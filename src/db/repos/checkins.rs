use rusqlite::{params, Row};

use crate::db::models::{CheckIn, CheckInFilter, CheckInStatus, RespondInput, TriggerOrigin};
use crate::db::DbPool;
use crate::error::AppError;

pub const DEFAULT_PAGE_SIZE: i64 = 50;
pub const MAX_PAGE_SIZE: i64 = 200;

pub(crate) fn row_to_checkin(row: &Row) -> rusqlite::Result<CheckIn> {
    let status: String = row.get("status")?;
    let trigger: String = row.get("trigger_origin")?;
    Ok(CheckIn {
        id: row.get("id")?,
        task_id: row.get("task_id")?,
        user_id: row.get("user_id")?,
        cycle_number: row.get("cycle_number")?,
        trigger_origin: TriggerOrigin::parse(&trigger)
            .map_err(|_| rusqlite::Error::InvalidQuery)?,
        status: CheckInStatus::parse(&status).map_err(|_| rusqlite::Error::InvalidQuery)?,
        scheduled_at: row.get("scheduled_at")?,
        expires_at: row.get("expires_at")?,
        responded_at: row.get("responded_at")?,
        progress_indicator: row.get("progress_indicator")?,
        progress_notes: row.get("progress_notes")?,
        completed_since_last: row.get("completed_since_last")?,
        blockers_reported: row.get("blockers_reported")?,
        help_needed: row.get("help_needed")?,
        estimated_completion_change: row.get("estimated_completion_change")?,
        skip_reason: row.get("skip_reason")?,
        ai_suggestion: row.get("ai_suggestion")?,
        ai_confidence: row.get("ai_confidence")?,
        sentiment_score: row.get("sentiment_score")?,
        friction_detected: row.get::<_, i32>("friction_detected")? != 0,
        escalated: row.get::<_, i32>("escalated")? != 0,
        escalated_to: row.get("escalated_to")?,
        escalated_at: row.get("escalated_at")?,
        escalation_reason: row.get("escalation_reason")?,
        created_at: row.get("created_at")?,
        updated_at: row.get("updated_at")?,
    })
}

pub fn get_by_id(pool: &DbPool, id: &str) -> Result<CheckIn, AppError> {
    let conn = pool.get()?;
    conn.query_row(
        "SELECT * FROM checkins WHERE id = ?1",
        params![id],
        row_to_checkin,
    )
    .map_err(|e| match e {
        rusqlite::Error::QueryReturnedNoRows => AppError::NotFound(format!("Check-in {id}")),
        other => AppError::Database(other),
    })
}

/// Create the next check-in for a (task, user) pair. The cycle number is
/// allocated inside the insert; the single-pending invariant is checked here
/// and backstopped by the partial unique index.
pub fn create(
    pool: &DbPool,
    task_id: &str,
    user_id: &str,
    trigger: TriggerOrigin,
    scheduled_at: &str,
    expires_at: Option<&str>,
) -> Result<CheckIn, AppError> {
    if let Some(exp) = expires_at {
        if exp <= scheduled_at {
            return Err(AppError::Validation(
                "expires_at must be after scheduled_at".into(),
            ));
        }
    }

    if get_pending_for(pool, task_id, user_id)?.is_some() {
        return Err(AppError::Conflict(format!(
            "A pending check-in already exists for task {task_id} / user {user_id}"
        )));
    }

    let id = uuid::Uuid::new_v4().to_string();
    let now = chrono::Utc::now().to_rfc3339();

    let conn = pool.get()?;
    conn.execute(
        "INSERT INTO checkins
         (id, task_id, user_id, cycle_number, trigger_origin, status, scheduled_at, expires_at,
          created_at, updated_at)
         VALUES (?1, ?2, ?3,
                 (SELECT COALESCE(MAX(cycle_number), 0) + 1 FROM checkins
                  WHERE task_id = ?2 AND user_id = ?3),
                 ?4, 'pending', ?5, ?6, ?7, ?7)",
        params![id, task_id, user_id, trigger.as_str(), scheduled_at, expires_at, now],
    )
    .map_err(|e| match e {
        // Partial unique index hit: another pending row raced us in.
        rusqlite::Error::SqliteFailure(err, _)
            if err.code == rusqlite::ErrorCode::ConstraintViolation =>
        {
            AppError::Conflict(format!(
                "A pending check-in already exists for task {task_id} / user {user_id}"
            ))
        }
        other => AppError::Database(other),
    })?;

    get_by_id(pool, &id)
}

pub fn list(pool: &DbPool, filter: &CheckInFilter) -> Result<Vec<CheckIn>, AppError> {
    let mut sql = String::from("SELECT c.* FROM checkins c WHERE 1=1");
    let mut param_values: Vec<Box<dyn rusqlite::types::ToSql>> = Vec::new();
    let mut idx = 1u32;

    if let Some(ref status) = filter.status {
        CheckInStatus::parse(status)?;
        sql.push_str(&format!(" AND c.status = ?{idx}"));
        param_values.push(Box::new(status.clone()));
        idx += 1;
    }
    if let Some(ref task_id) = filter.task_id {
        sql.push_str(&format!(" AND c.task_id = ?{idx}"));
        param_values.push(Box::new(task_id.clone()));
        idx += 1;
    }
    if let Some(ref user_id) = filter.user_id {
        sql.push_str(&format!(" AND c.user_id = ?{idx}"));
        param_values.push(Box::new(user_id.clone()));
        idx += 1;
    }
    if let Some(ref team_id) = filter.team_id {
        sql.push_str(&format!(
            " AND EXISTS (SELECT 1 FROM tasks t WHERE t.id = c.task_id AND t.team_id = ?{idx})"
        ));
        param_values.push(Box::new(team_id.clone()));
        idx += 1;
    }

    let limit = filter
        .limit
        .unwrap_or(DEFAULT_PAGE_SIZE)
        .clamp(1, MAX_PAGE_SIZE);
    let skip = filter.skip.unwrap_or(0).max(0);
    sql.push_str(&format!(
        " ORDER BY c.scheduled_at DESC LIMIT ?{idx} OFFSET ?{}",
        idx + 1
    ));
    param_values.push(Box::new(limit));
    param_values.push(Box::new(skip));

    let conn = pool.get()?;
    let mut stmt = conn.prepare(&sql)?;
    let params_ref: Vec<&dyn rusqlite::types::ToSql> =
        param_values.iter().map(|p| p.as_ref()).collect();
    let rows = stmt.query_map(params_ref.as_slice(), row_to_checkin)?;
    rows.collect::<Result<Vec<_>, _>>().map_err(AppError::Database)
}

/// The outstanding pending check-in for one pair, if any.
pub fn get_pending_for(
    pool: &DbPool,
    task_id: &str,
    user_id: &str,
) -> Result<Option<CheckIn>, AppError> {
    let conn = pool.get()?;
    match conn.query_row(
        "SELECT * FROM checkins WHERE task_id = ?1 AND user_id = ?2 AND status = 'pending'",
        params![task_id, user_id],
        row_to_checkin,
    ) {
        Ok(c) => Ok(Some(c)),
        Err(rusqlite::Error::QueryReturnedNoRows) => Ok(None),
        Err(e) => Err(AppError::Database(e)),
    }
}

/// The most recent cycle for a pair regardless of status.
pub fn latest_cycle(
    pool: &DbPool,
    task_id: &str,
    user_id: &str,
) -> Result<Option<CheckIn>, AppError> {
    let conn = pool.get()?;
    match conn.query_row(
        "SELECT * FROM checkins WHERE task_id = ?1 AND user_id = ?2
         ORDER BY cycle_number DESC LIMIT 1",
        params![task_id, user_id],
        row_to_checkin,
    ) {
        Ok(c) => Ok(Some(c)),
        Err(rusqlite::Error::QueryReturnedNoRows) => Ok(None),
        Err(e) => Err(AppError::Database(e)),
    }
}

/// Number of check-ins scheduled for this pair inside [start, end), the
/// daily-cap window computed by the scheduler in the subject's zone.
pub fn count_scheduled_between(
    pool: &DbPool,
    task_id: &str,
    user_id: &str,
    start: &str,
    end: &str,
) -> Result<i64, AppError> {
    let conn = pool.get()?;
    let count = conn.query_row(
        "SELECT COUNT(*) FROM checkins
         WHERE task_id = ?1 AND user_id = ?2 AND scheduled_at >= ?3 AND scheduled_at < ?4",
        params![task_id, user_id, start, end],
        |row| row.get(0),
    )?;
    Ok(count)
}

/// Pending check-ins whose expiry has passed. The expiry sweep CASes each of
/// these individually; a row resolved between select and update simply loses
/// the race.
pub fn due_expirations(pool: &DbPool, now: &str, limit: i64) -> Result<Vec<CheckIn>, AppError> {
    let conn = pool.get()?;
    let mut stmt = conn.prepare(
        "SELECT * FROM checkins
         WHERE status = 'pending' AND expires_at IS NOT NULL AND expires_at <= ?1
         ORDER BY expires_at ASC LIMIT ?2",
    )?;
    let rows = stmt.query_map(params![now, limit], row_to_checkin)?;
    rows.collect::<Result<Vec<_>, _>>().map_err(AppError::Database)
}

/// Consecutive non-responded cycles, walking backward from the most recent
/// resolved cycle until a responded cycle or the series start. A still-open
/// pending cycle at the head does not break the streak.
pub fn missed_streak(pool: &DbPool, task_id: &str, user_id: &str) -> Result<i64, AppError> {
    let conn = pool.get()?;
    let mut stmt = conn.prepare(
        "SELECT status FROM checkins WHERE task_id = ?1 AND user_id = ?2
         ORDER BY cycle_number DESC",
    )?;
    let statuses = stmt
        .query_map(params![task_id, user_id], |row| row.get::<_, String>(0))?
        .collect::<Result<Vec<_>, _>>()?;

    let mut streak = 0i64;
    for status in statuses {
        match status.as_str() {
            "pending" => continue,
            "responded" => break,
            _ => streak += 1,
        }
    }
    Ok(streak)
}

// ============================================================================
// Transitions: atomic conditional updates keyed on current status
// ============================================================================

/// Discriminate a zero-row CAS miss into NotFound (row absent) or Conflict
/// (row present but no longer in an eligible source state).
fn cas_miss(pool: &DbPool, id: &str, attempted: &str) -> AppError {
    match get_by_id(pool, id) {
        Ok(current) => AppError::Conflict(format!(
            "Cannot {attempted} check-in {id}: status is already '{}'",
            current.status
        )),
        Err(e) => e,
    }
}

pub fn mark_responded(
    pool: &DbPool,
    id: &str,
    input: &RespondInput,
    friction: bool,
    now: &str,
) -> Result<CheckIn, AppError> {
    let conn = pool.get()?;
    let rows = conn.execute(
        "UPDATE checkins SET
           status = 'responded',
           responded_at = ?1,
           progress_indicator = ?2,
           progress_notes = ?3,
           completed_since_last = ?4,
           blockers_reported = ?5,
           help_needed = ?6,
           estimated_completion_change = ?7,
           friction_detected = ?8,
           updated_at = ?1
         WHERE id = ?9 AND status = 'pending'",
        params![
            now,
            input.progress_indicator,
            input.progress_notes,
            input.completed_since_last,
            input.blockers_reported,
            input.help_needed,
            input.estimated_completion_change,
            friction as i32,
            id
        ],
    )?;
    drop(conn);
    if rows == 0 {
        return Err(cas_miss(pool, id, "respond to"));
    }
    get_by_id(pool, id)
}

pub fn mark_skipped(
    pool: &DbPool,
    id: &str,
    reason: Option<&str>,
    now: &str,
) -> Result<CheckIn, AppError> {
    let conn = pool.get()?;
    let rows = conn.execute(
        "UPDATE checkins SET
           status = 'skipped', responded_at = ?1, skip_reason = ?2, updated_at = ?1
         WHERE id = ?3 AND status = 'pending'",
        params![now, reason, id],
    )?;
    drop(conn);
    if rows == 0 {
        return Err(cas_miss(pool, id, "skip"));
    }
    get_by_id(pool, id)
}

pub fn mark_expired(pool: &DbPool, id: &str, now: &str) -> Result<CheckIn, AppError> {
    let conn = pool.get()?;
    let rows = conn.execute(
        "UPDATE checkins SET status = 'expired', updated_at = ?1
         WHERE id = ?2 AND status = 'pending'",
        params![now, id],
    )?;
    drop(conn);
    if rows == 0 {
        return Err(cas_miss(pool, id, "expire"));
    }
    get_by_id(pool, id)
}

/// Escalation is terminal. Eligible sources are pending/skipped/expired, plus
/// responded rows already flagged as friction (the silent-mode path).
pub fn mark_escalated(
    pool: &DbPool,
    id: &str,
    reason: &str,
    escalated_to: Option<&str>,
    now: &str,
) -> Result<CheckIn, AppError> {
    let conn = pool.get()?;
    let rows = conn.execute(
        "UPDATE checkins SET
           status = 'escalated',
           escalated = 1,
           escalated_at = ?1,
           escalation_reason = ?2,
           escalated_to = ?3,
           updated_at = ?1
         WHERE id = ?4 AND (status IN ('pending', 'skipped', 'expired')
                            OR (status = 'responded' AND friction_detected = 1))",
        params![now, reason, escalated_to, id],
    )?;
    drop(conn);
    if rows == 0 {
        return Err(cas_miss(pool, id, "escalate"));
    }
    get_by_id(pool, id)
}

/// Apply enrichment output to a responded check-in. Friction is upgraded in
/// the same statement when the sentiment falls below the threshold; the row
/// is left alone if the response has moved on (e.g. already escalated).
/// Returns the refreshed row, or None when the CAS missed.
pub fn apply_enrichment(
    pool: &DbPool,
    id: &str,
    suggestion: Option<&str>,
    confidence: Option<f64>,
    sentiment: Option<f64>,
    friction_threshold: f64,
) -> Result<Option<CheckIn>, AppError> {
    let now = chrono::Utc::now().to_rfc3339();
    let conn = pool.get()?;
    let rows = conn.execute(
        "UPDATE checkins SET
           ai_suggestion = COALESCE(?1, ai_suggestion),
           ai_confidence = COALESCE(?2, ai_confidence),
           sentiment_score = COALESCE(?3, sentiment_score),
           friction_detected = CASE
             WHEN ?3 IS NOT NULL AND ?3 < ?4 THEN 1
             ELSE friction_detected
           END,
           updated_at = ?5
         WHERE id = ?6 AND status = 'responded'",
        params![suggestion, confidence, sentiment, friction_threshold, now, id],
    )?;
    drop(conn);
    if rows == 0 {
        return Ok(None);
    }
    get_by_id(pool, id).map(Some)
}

#### [What is being asked]
Which lines above include the word "ORDER"? Pick them out and copy them.

#### [Exercise response]
        " ORDER BY c.scheduled_at DESC LIMIT ?{idx} OFFSET ?{}",
         ORDER BY cycle_number DESC LIMIT 1",
         ORDER BY expires_at ASC LIMIT ?2",
         ORDER BY cycle_number DESC",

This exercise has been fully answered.